Second-generation Lithuanian Immigrants in Norway: Between Lithuania and Norway?
Keywords: second-generation migrants, Lithuania, Norway, identity
AbstractThe article is based on the findings of a field study conducted in Norway from 2008 to 2017. The focus group consisted of second-generation Lithuania migrants living in Norway. Transnationalism is one of the most promising concepts in anthropology in addressing contemporary migration. Transnationalism argues the changing nature of contemporary migration (when compared with the previous waves of migration in history). Contemporary migration is seen as intensive and simultaneous being “here” and “there” (in the country of origin and the host country). However, the identity construction in the second-generation migrants is seen as different if compared with the first generation. Critics of transnationalism see the second generation of migrants as a weak chain theoretically. According to them, previous concepts of assimilation and integration could be employed again in understanding identity construction of the second generation. A short analysis of the data from the field study of the second generation of migrants from Lithuania in Norway raises the question of whether transnationalism is inappropriate to explain the processes in the second generation of migrants.
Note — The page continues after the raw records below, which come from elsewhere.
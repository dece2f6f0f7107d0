use crate::{
    contract::validate_proxy_base,
    descriptor::{GeneratedInvokerDescriptor, GeneratedProxyDescriptor, MethodDescriptor},
    error::DescriptorError,
    library::LibraryTypes,
    source::{SemanticSource, TypeHandle},
};
use serde::Serialize;

///
/// InvokableInterfaceDescriptor
///
/// An RPC-style interface together with the proxy base its generated proxy
/// derives from. Construction fails outright if the proxy base does not
/// satisfy the dispatch contract.
///

#[derive(Clone, Debug, Serialize)]
pub struct InvokableInterfaceDescriptor {
    interface_type: TypeHandle,
    name: String,
    methods: Vec<MethodDescriptor>,
    proxy_base_type: TypeHandle,
    is_extension: bool,
    generated_namespace: String,
}

impl InvokableInterfaceDescriptor {
    pub fn build(
        source: &dyn SemanticSource,
        library: &LibraryTypes,
        interface_type: TypeHandle,
        name: impl Into<String>,
        methods: Vec<MethodDescriptor>,
        proxy_base_type: TypeHandle,
        is_extension: bool,
    ) -> Result<Self, DescriptorError> {
        validate_proxy_base(source, library, proxy_base_type)?;

        let generated_namespace =
            library.generated_namespace(&source.namespace_and_nesting(interface_type));
        let descriptor = Self {
            interface_type,
            name: name.into(),
            methods,
            proxy_base_type,
            is_extension,
            generated_namespace,
        };

        tracing::debug!(
            interface = %descriptor.name,
            methods = descriptor.methods.len(),
            namespace = %descriptor.generated_namespace,
            "built invokable interface descriptor"
        );

        Ok(descriptor)
    }

    #[must_use]
    pub const fn interface_type(&self) -> TypeHandle {
        self.interface_type
    }

    #[must_use]
    pub fn name(&self) -> &str {
        &self.name
    }

    #[must_use]
    pub fn methods(&self) -> &[MethodDescriptor] {
        &self.methods
    }

    #[must_use]
    pub const fn proxy_base_type(&self) -> TypeHandle {
        self.proxy_base_type
    }

    #[must_use]
    pub const fn is_extension(&self) -> bool {
        self.is_extension
    }

    #[must_use]
    pub fn generated_namespace(&self) -> &str {
        &self.generated_namespace
    }

    /// The proxy class generated for this interface.
    #[must_use]
    pub fn generated_proxy(&self) -> GeneratedProxyDescriptor {
        GeneratedProxyDescriptor {
            interface: self.interface_type,
            name: format!("Proxy_{}", self.name),
            generated_namespace: self.generated_namespace.clone(),
        }
    }

    /// One invoker per method; the index keeps overloads apart.
    #[must_use]
    pub fn generated_invokers(&self) -> Vec<GeneratedInvokerDescriptor> {
        self.methods
            .iter()
            .enumerate()
            .map(|(index, method)| GeneratedInvokerDescriptor {
                method: method.clone(),
                name: format!("Invokable_{}_{}_{index}", self.name, method.name),
                generated_namespace: self.generated_namespace.clone(),
            })
            .collect()
    }
}

///
/// TESTS
///

#[cfg(test)]
mod tests {
    use super::*;
    use crate::{
        contract::ContractViolation,
        source::{MemorySource, MethodSignature, TypeDecl},
    };
    use rivet_config::GeneratorConfig;

    struct Fixture {
        source: MemorySource,
        library: LibraryTypes,
        interface: TypeHandle,
        base: TypeHandle,
    }

    fn fixture() -> Fixture {
        let mut source = MemorySource::new();
        let rcs = source.declare(
            TypeDecl::interface("IResponseCompletionSource").in_namespace("Rivet.Invocation"),
        );
        let inv = source.declare(TypeDecl::interface("IInvokable").in_namespace("Rivet.Invocation"));
        let outer = source.declare(TypeDecl::class("Services").in_namespace("Acme"));
        let interface = source.declare(TypeDecl::interface("IOrders").nested_in(outer));
        let base = source.declare(TypeDecl::class("ProxyBase").in_namespace("Acme"));
        source.declare_method(base, "SendRequest", MethodSignature::new(vec![rcs, inv], None));
        let library = LibraryTypes::resolve(&source, &GeneratorConfig::default())
            .expect("runtime types should resolve");

        Fixture {
            source,
            library,
            interface,
            base,
        }
    }

    #[test]
    fn namespace_follows_nesting_path() {
        let mut f = fixture();
        let place = f
            .source
            .declare_method(f.interface, "Place", MethodSignature::default());
        let methods = vec![MethodDescriptor::new(f.interface, place, "Place")];

        let desc = InvokableInterfaceDescriptor::build(
            &f.source, &f.library, f.interface, "IOrders", methods, f.base, false,
        )
        .expect("valid base should build");

        assert_eq!(desc.generated_namespace(), "RivetGenerated.Acme.Services");
        assert_eq!(desc.proxy_base_type(), f.base);
        assert!(!desc.is_extension());
        assert_eq!(desc.generated_proxy().name, "Proxy_IOrders");

        let invokers = desc.generated_invokers();
        assert_eq!(invokers.len(), 1);
        assert_eq!(
            invokers[0].qualified_name(),
            "RivetGenerated.Acme.Services.Invokable_IOrders_Place_0"
        );
    }

    #[test]
    fn invalid_base_yields_no_descriptor() {
        let mut f = fixture();
        let bad_base = f.source.declare(TypeDecl::class("BadBase").in_namespace("Acme"));

        let err = InvokableInterfaceDescriptor::build(
            &f.source,
            &f.library,
            f.interface,
            "IOrders",
            Vec::new(),
            bad_base,
            true,
        )
        .expect_err("base without dispatch method should fail");

        assert_eq!(err.subject, "Acme.BadBase");
        assert_eq!(err.contract_violation(), Some(ContractViolation::NotFound));
    }
}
Surprisingly, it is evident that contrary to the claims of the critics of transnationalism, the second generation of migrants does not directly assimilate into the host society (Norway), and Lithuania remains a significant resource of identity. Even if second-generation migrants see themselves strongly connected with Norway both practically and emotionally (active participation in Norwegian society), at the same time Lithuania is considered more as a domain of emotions. In most cases, second-generation migrants seem to be active participants in Norwegian society. They understand Norwegian society better (if compared to the first generation), so it is natural that they want to be formally recognised as Norwegian citizens. To them, Lithuania is a country of holidays, grandparents, and entertainment. However, even in this case, we encounter a certain tension between being a Norwegian and a Lithuanian. The respondents speak of a certain duality or hybridity of identities when one does not want to be entirely Norwegian or entirely Lithuanian. However, although people note that both identities are equally important, they choose to become Norwegian citizens, because Norway is the country where they live and they feel better informed about its current affairs.